Collected data entries
▼
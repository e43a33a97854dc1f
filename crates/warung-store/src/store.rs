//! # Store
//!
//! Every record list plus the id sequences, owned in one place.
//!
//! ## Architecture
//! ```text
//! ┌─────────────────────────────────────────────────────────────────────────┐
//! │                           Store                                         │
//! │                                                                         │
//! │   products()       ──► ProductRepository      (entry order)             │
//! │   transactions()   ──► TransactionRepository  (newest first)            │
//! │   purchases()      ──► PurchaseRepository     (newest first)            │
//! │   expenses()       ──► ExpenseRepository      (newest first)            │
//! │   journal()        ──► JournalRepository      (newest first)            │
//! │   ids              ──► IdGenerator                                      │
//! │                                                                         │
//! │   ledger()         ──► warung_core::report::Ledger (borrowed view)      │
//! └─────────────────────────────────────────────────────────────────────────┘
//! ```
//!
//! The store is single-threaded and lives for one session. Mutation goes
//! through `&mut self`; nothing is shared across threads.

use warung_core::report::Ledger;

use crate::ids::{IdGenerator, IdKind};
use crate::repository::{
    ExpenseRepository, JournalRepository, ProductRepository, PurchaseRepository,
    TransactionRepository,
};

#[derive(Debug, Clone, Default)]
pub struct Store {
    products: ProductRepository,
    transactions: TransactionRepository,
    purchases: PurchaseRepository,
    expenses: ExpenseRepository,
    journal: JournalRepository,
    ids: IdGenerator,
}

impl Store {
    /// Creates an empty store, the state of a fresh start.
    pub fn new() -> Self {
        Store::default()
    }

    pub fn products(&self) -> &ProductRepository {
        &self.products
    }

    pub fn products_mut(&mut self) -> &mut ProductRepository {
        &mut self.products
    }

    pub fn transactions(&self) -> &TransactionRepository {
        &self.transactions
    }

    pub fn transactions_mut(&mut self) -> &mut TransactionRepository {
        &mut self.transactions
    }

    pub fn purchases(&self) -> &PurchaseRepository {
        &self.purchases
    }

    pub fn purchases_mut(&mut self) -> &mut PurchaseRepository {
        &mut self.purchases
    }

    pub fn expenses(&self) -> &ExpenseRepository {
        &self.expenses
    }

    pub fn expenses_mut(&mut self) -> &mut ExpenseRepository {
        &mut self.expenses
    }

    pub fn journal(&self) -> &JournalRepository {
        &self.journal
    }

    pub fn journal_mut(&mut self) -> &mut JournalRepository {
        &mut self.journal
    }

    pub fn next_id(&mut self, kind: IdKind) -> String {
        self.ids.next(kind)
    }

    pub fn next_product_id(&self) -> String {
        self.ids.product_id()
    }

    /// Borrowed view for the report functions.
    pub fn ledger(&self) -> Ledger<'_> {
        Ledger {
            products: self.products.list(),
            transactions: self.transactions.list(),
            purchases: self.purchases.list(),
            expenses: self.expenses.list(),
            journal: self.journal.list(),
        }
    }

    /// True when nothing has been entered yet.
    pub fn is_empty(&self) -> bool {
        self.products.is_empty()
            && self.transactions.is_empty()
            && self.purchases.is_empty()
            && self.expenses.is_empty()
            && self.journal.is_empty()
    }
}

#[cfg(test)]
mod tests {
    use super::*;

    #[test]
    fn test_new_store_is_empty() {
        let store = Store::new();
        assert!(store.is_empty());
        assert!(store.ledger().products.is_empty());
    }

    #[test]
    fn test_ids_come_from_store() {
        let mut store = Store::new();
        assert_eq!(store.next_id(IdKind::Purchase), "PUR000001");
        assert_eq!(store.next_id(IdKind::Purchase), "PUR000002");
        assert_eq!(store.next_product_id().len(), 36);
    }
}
▲
What lines above contain the word "JournalRepository"? Return each such line.

//! │   journal()        ──► JournalRepository      (newest first)            │
    ExpenseRepository, JournalRepository, ProductRepository, PurchaseRepository,
    journal: JournalRepository,
    pub fn journal(&self) -> &JournalRepository {
    pub fn journal_mut(&mut self) -> &mut JournalRepository {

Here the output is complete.